EXERCISE REQUIREMENTS :: Among the entries below, one line contains "previous value intact." and another contains "let stored = Stored::new(value);". Transcribe those two lines and every line between them, exactly.

(Collection entries)

use std::sync::OnceLock;

use regex::Regex;
use serde::{Deserialize, Serialize};

use super::CacheError;

/// Lifecycle of one cache generation.
#[derive(Debug, Clone, Copy, PartialEq, Eq, Serialize, Deserialize)]
#[serde(rename_all = "snake_case")]
pub enum GenerationState {
    Installing,
    Populated,
    Active,
    /// A newer generation activated and deleted this bucket.
    Superseded,
}

/// One versioned snapshot of the offline asset bundle.
#[derive(Debug, Clone, PartialEq, Eq)]
pub struct CacheGeneration {
    pub name: String,
    pub asset_list: Vec<String>,
}

impl CacheGeneration {
    pub fn new(name: impl Into<String>, seed: &[String]) -> Self {
        let mut generation = Self {
            name: name.into(),
            asset_list: Vec::new(),
        };
        generation.extend_assets(seed.iter().cloned());
        generation
    }

    /// Append assets not already in the list, keeping order.
    /// Returns how many were added.
    pub fn extend_assets(&mut self, assets: impl IntoIterator<Item = String>) -> usize {
        let mut added = 0;
        for asset in assets {
            let asset = asset.trim().to_string();
            if asset.is_empty() || self.asset_list.contains(&asset) {
                continue;
            }
            self.asset_list.push(asset);
            added += 1;
        }
        added
    }
}

/// Parse the build asset manifest: a JSON array of paths.
pub fn parse_manifest(body: &[u8]) -> Result<Vec<String>, CacheError> {
    serde_json::from_slice(body).map_err(|e| CacheError::Manifest(e.to_string()))
}

fn stylesheet_pattern() -> &'static Regex {
    static PATTERN: OnceLock<Regex> = OnceLock::new();
    PATTERN.get_or_init(|| {
        Regex::new(r#"href="([^"]*\.css[^"]*)""#).expect("stylesheet pattern is valid")
    })
}

fn script_pattern() -> &'static Regex {
    static PATTERN: OnceLock<Regex> = OnceLock::new();
    PATTERN.get_or_init(|| {
        Regex::new(r#"src="([^"]*\.js[^"]*)""#).expect("script pattern is valid")
    })
}

/// Stylesheet and script references in an HTML document, in document order
/// (stylesheets first), without duplicates.
pub fn discover_assets(html: &str) -> Vec<String> {
    let mut found: Vec<String> = Vec::new();
    for pattern in [stylesheet_pattern(), script_pattern()] {
        for capture in pattern.captures_iter(html) {
            let value = capture[1].to_string();
            if !found.contains(&value) {
                found.push(value);
            }
        }
    }
    found
}
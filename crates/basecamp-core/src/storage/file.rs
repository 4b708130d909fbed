use std::path::PathBuf;

use chrono::{DateTime, Utc};
use serde::{Deserialize, Serialize};
use tracing::debug;

use super::{KeyValueStore, StorageError};

/// File extension for stored values.
const VALUE_EXTENSION: &str = "json";

/// Escape character for key bytes that are not safe in file names.
const ESCAPE: char = '~';

/// A stored value together with the time it was written.
#[derive(Debug, Clone, Serialize, Deserialize)]
pub struct Stored<T> {
    pub value: T,
    pub stored_at: DateTime<Utc>,
}

impl<T> Stored<T> {
    pub fn new(value: T) -> Self {
        Self {
            value,
            stored_at: Utc::now(),
        }
    }

    pub fn age_minutes(&self) -> i64 {
        (Utc::now() - self.stored_at).num_minutes()
    }

    pub fn age_display(&self) -> String {
        let minutes = self.age_minutes();
        if minutes < 1 {
            // Negative ages come from clock skew
            "just now".to_string()
        } else if minutes < 60 {
            format!("{}m ago", minutes)
        } else if minutes < 1440 {
            format!("{}h ago", minutes / 60)
        } else {
            format!("{}d ago", minutes / 1440)
        }
    }
}

/// Key-value store keeping one JSON file per key in a directory.
///
/// Writes go to a temporary file first and are renamed into place, so a
/// crash mid-write leaves the previous value intact.
pub struct FileStore {
    dir: PathBuf,
}

impl FileStore {
    pub fn new(dir: PathBuf) -> Result<Self, StorageError> {
        std::fs::create_dir_all(&dir).map_err(|e| StorageError::io(dir.display().to_string(), e))?;
        Ok(Self { dir })
    }

    pub fn dir(&self) -> &PathBuf {
        &self.dir
    }

    fn value_path(&self, key: &str) -> PathBuf {
        self.dir
            .join(format!("{}.{}", encode_key(key), VALUE_EXTENSION))
    }

    /// Load a value with its write time.
    pub fn load_entry(&self, key: &str) -> Result<Option<Stored<String>>, StorageError> {
        let path = self.value_path(key);
        if !path.exists() {
            return Ok(None);
        }

        let contents = std::fs::read_to_string(&path).map_err(|e| StorageError::io(key, e))?;
        let stored: Stored<String> =
            serde_json::from_str(&contents).map_err(|e| StorageError::corrupt(key, e))?;
        Ok(Some(stored))
    }
}

impl KeyValueStore for FileStore {
    fn get(&self, key: &str) -> Result<Option<String>, StorageError> {
        Ok(self.load_entry(key)?.map(|stored| stored.value))
    }

    fn set(&self, key: &str, value: &str) -> Result<(), StorageError> {
        let stored = Stored::new(value);
        let contents = serde_json::to_string(&stored).map_err(|e| StorageError::corrupt(key, e))?;

        let path = self.value_path(key);
        let tmp = path.with_extension("tmp");
        std::fs::write(&tmp, contents).map_err(|e| StorageError::io(key, e))?;
        std::fs::rename(&tmp, &path).map_err(|e| StorageError::io(key, e))?;
        Ok(())
    }

    fn remove(&self, key: &str) -> Result<(), StorageError> {
        match std::fs::remove_file(self.value_path(key)) {
            Ok(()) => Ok(()),
            Err(e) if e.kind() == std::io::ErrorKind::NotFound => Ok(()),
            Err(e) => Err(StorageError::io(key, e)),
        }
    }

    fn keys_with_prefix(&self, prefix: &str) -> Result<Vec<String>, StorageError> {
        let entries = std::fs::read_dir(&self.dir)
            .map_err(|e| StorageError::io(self.dir.display().to_string(), e))?;

        let mut keys = Vec::new();
        for entry in entries {
            let entry = entry.map_err(|e| StorageError::io(self.dir.display().to_string(), e))?;
            let path = entry.path();
            if path.extension().and_then(|ext| ext.to_str()) != Some(VALUE_EXTENSION) {
                continue;
            }
            let Some(stem) = path.file_stem().and_then(|s| s.to_str()) else {
                continue;
            };
            match decode_key(stem) {
                Some(key) if key.starts_with(prefix) => keys.push(key),
                Some(_) => {}
                None => debug!(file = %path.display(), "Skipping file with undecodable name"),
            }
        }
        keys.sort();
        Ok(keys)
    }
}

/// Map a key to a file-name-safe string. Bytes outside `[A-Za-z0-9_-]`
/// become `~xx` hex escapes.
pub(crate) fn encode_key(key: &str) -> String {
    let mut out = String::with_capacity(key.len());
    for byte in key.bytes() {
        if byte.is_ascii_alphanumeric() || byte == b'_' || byte == b'-' {
            out.push(byte as char);
        } else {
            out.push(ESCAPE);
            out.push_str(&format!("{:02x}", byte));
        }
    }
    out
}

pub(crate) fn decode_key(encoded: &str) -> Option<String> {
    let bytes = encoded.as_bytes();
    let mut out = Vec::with_capacity(bytes.len());
    let mut i = 0;
    while i < bytes.len() {
        if bytes[i] == ESCAPE as u8 {
            let hex = encoded.get(i + 1..i + 3)?;
            out.push(u8::from_str_radix(hex, 16).ok()?);
            i += 3;
        } else {
            out.push(bytes[i]);
            i += 1;
        }
    }
    String::from_utf8(out).ok()
}

#[cfg(test)]
mod tests {
    use super::*;
    use chrono::Duration;

    #[test]
    fn test_encode_decode_key() {
        let key = "tracking/log/00000000000000000001";
        let encoded = encode_key(key);
        assert!(!encoded.contains('/'));
        assert_eq!(decode_key(&encoded).as_deref(), Some(key));
        assert_eq!(decode_key("bad~z"), None);
    }

    #[test]
    fn test_set_get_remove() {
        let dir = tempfile::tempdir().unwrap();
        let store = FileStore::new(dir.path().to_path_buf()).unwrap();

        assert_eq!(store.get("missing").unwrap(), None);
        store.set("greeting", "hello").unwrap();
        assert_eq!(store.get("greeting").unwrap().as_deref(), Some("hello"));

        store.set("greeting", "bye").unwrap();
        assert_eq!(store.get("greeting").unwrap().as_deref(), Some("bye"));

        store.remove("greeting").unwrap();
        assert_eq!(store.get("greeting").unwrap(), None);
        // Removing twice is fine
        store.remove("greeting").unwrap();
    }

    #[test]
    fn test_values_survive_reopen() {
        let dir = tempfile::tempdir().unwrap();
        {
            let store = FileStore::new(dir.path().to_path_buf()).unwrap();
            store.set("a/b", "1").unwrap();
        }
        let store = FileStore::new(dir.path().to_path_buf()).unwrap();
        assert_eq!(store.get("a/b").unwrap().as_deref(), Some("1"));
    }

    #[test]
    fn test_keys_with_prefix() {
        let dir = tempfile::tempdir().unwrap();
        let store = FileStore::new(dir.path().to_path_buf()).unwrap();
        store.set("tracking/log/2", "b").unwrap();
        store.set("tracking/log/1", "a").unwrap();
        store.set("tracking/head", "2").unwrap();

        let keys = store.keys_with_prefix("tracking/log/").unwrap();
        assert_eq!(keys, vec!["tracking/log/1", "tracking/log/2"]);
    }

    #[test]
    fn test_stored_age_display() {
        let fresh = Stored::new("x");
        assert_eq!(fresh.age_display(), "just now");

        let mut old = Stored::new("x");
        old.stored_at = Utc::now() - Duration::minutes(125);
        assert_eq!(old.age_display(), "2h ago");
    }
}
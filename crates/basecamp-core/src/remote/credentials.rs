use anyhow::{Context, Result};
use keyring::Entry;

const SERVICE_NAME: &str = "basecamp";

/// OS keychain storage for the document store API key, one entry per
/// remote base URL.
pub struct ApiKeyStore;

impl ApiKeyStore {
    /// Store the API key for a remote in the OS keychain
    pub fn store(remote: &str, api_key: &str) -> Result<()> {
        let entry = Entry::new(SERVICE_NAME, remote).context("Failed to create keyring entry")?;
        entry
            .set_password(api_key)
            .context("Failed to store API key in keychain")?;
        Ok(())
    }

    /// Retrieve the API key for a remote
    pub fn get(remote: &str) -> Result<String> {
        let entry = Entry::new(SERVICE_NAME, remote).context("Failed to create keyring entry")?;
        entry
            .get_password()
            .context("Failed to retrieve API key from keychain")
    }

    pub fn delete(remote: &str) -> Result<()> {
        let entry = Entry::new(SERVICE_NAME, remote).context("Failed to create keyring entry")?;
        entry
            .delete_credential()
            .context("Failed to delete API key from keychain")?;
        Ok(())
    }
}
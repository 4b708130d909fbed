use async_trait::async_trait;
use thiserror::Error;

/// Platform failure to produce a fix, carrying the platform's message.
#[derive(Error, Debug, Clone, PartialEq, Eq)]
#[error("{0}")]
pub struct GeoError(pub String);

#[derive(Debug, Clone, Copy, PartialEq)]
pub struct Position {
    pub lat: f64,
    pub lon: f64,
    /// Accuracy radius in meters, when the platform reports one.
    pub accuracy: Option<f64>,
}

impl Position {
    pub fn new(lat: f64, lon: f64) -> Self {
        Self {
            lat,
            lon,
            accuracy: None,
        }
    }
}

/// One-shot, high-accuracy position source.
#[async_trait]
pub trait Geolocator: Send + Sync {
    async fn current_position(&self) -> Result<Position, GeoError>;
}

/// Always reports the same position. For field tests without a receiver.
#[derive(Debug, Clone)]
pub struct FixedGeolocator {
    position: Position,
}

impl FixedGeolocator {
    pub fn new(position: Position) -> Self {
        Self { position }
    }
}

#[async_trait]
impl Geolocator for FixedGeolocator {
    async fn current_position(&self) -> Result<Position, GeoError> {
        Ok(self.position)
    }
}
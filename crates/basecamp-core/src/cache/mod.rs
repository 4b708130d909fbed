//! Offline cache manager.
//!
//! A cache generation is one versioned snapshot of the offline asset bundle,
//! stored in a bucket named after the generation. Lifecycle:
//!
//! 1. **Install**: build the asset list (seed list, build manifest, assets
//!    referenced by the root document) and store every asset, broadcasting
//!    progress after each attempt. Per-asset failures are skipped.
//! 2. **Activate**: delete every other bucket and start answering fetches.
//! 3. **Serve**: navigations go network-first with cached fallbacks,
//!    sub-resources go cache-first with same-type substitutes.
//!
//! Pages query readiness with the `CHECK_CACHE` message or subscribe to
//! pushed `CACHE_STATUS`/`CACHE_PROGRESS` messages.

pub mod disk;
pub mod error;
pub mod generation;
pub mod manager;
pub mod memory;
pub mod messages;
pub mod record;
pub mod status;
pub mod storage;
pub mod strategy;

pub use disk::DiskCacheStorage;
pub use error::CacheError;
pub use generation::{CacheGeneration, GenerationState};
pub use manager::{ActivationReport, CacheManager, CacheSettings, FailedAsset, InstallReport};
pub use memory::MemoryCacheStorage;
pub use messages::{PageMessage, WorkerMessage};
pub use record::GenerationRecord;
pub use status::{CacheStatus, StatusReport};
pub use storage::{Bucket, CacheStorage};
pub use strategy::{FetchStrategy, Matcher, ResourceKind};
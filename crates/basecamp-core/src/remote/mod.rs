//! Remote document store client.
//!
//! The core only needs four operations from the managed database: upsert by
//! id, append with a generated id, delete by field equality and read a whole
//! collection. The store stamps every write with its own `written_at` time.
//!
//! No cross-record transactions are assumed; every write is independent.

pub mod credentials;
pub mod error;
pub mod memory;
pub mod rest;

use async_trait::async_trait;
use chrono::{DateTime, Utc};
use serde::{Deserialize, Serialize};
use serde_json::{Map, Value};

pub use credentials::ApiKeyStore;
pub use error::RemoteError;
pub use memory::MemoryDocumentStore;
pub use rest::RestDocumentStore;

/// A document body: a JSON object.
pub type Document = Map<String, Value>;

/// A document as read back from the store.
#[derive(Debug, Clone, PartialEq, Serialize, Deserialize)]
#[serde(rename_all = "camelCase")]
pub struct StoredDocument {
    pub id: String,
    pub fields: Document,
    pub written_at: DateTime<Utc>,
}

impl StoredDocument {
    pub fn field(&self, name: &str) -> Option<&Value> {
        self.fields.get(name)
    }
}

#[async_trait]
pub trait DocumentStore: Send + Sync {
    /// Create or replace the document `id` in `collection`.
    async fn upsert(&self, collection: &str, id: &str, doc: Document) -> Result<(), RemoteError>;

    /// Add a document with a store-generated id, returning the id.
    async fn append(&self, collection: &str, doc: Document) -> Result<String, RemoteError>;

    /// Delete every document whose `field` equals `value`. Returns the count.
    async fn delete_where(
        &self,
        collection: &str,
        field: &str,
        value: &Value,
    ) -> Result<usize, RemoteError>;

    async fn read_all(&self, collection: &str) -> Result<Vec<StoredDocument>, RemoteError>;
}
use std::collections::BTreeMap;
use std::sync::Mutex;

use crate::net::Response;

use super::{CacheError, CacheStorage};

/// In-process cache storage.
#[derive(Debug, Default)]
pub struct MemoryCacheStorage {
    buckets: Mutex<BTreeMap<String, Vec<(String, Response)>>>,
}

impl MemoryCacheStorage {
    pub fn new() -> Self {
        Self::default()
    }
}

impl CacheStorage for MemoryCacheStorage {
    fn put(&self, bucket: &str, key: &str, response: &Response) -> Result<(), CacheError> {
        let mut buckets = self.buckets.lock().map_err(|_| CacheError::Poisoned)?;
        let entries = buckets.entry(bucket.to_string()).or_default();
        match entries.iter_mut().find(|(existing, _)| existing == key) {
            Some((_, stored)) => *stored = response.clone(),
            None => entries.push((key.to_string(), response.clone())),
        }
        Ok(())
    }

    fn get(&self, bucket: &str, key: &str) -> Result<Option<Response>, CacheError> {
        let buckets = self.buckets.lock().map_err(|_| CacheError::Poisoned)?;
        Ok(buckets.get(bucket).and_then(|entries| {
            entries
                .iter()
                .find(|(existing, _)| existing == key)
                .map(|(_, response)| response.clone())
        }))
    }

    fn keys(&self, bucket: &str) -> Result<Vec<String>, CacheError> {
        let buckets = self.buckets.lock().map_err(|_| CacheError::Poisoned)?;
        Ok(buckets
            .get(bucket)
            .map(|entries| entries.iter().map(|(key, _)| key.clone()).collect())
            .unwrap_or_default())
    }

    fn bucket_names(&self) -> Result<Vec<String>, CacheError> {
        let buckets = self.buckets.lock().map_err(|_| CacheError::Poisoned)?;
        Ok(buckets.keys().cloned().collect())
    }

    fn delete_bucket(&self, bucket: &str) -> Result<bool, CacheError> {
        let mut buckets = self.buckets.lock().map_err(|_| CacheError::Poisoned)?;
        Ok(buckets.remove(bucket).is_some())
    }
}
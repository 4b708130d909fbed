//! Local durable key-value storage.
//!
//! The store is synchronous and survives process restarts (for `FileStore`).
//! Values are opaque strings; callers serialize their own data.

pub mod error;
pub mod file;
pub mod memory;

pub use error::StorageError;
pub use file::{FileStore, Stored};
pub use memory::MemoryStore;

/// A synchronous string key-value store.
pub trait KeyValueStore: Send + Sync {
    /// Read a value. Missing keys are `Ok(None)`.
    fn get(&self, key: &str) -> Result<Option<String>, StorageError>;

    /// Write a value, replacing any previous one.
    fn set(&self, key: &str, value: &str) -> Result<(), StorageError>;

    /// Remove a value. Removing a missing key is not an error.
    fn remove(&self, key: &str) -> Result<(), StorageError>;

    /// All keys starting with `prefix`, sorted.
    fn keys_with_prefix(&self, prefix: &str) -> Result<Vec<String>, StorageError>;
}
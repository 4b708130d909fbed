use std::collections::HashMap;
use std::sync::atomic::{AtomicBool, Ordering};
use std::sync::Mutex;

use async_trait::async_trait;

use super::{FetchError, Network, Request, Response};

/// A network that serves a fixed set of routes.
///
/// Unknown URLs answer 404. While offline every fetch fails as unreachable.
/// Requested URLs are recorded so callers can check what hit the wire.
#[derive(Debug)]
pub struct StaticNetwork {
    routes: Mutex<HashMap<String, Response>>,
    online: AtomicBool,
    requested: Mutex<Vec<String>>,
}

impl Default for StaticNetwork {
    fn default() -> Self {
        Self {
            routes: Mutex::new(HashMap::new()),
            online: AtomicBool::new(true),
            requested: Mutex::new(Vec::new()),
        }
    }
}

impl StaticNetwork {
    pub fn new() -> Self {
        Self::default()
    }

    /// Serve `response` for the absolute `url`.
    pub fn route(&self, url: &str, response: Response) {
        if let Ok(mut routes) = self.routes.lock() {
            routes.insert(url.to_string(), response);
        }
    }

    pub fn set_online(&self, online: bool) {
        self.online.store(online, Ordering::SeqCst);
    }

    pub fn requested(&self) -> Vec<String> {
        self.requested
            .lock()
            .map(|requested| requested.clone())
            .unwrap_or_default()
    }
}

#[async_trait]
impl Network for StaticNetwork {
    async fn fetch(&self, request: &Request) -> Result<Response, FetchError> {
        let key = request.cache_key();
        if let Ok(mut requested) = self.requested.lock() {
            requested.push(key.clone());
        }

        if !self.online.load(Ordering::SeqCst) {
            return Err(FetchError::Unreachable(format!("offline: {}", key)));
        }

        let routes = self
            .routes
            .lock()
            .map_err(|_| FetchError::Unreachable("route table poisoned".to_string()))?;
        Ok(routes
            .get(&key)
            .cloned()
            .unwrap_or_else(|| Response::empty(404, None)))
    }
}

EXPECTED OUTPUT ::
/// crash mid-write leaves the previous value intact.
pub struct FileStore {
    dir: PathBuf,
}

impl FileStore {
    pub fn new(dir: PathBuf) -> Result<Self, StorageError> {
        std::fs::create_dir_all(&dir).map_err(|e| StorageError::io(dir.display().to_string(), e))?;
        Ok(Self { dir })
    }

    pub fn dir(&self) -> &PathBuf {
        &self.dir
    }

    fn value_path(&self, key: &str) -> PathBuf {
        self.dir
            .join(format!("{}.{}", encode_key(key), VALUE_EXTENSION))
    }

    /// Load a value with its write time.
    pub fn load_entry(&self, key: &str) -> Result<Option<Stored<String>>, StorageError> {
        let path = self.value_path(key);
        if !path.exists() {
            return Ok(None);
        }

        let contents = std::fs::read_to_string(&path).map_err(|e| StorageError::io(key, e))?;
        let stored: Stored<String> =
            serde_json::from_str(&contents).map_err(|e| StorageError::corrupt(key, e))?;
        Ok(Some(stored))
    }
}

impl KeyValueStore for FileStore {
    fn get(&self, key: &str) -> Result<Option<String>, StorageError> {
        Ok(self.load_entry(key)?.map(|stored| stored.value))
    }

    fn set(&self, key: &str, value: &str) -> Result<(), StorageError> {
        let stored = Stored::new(value);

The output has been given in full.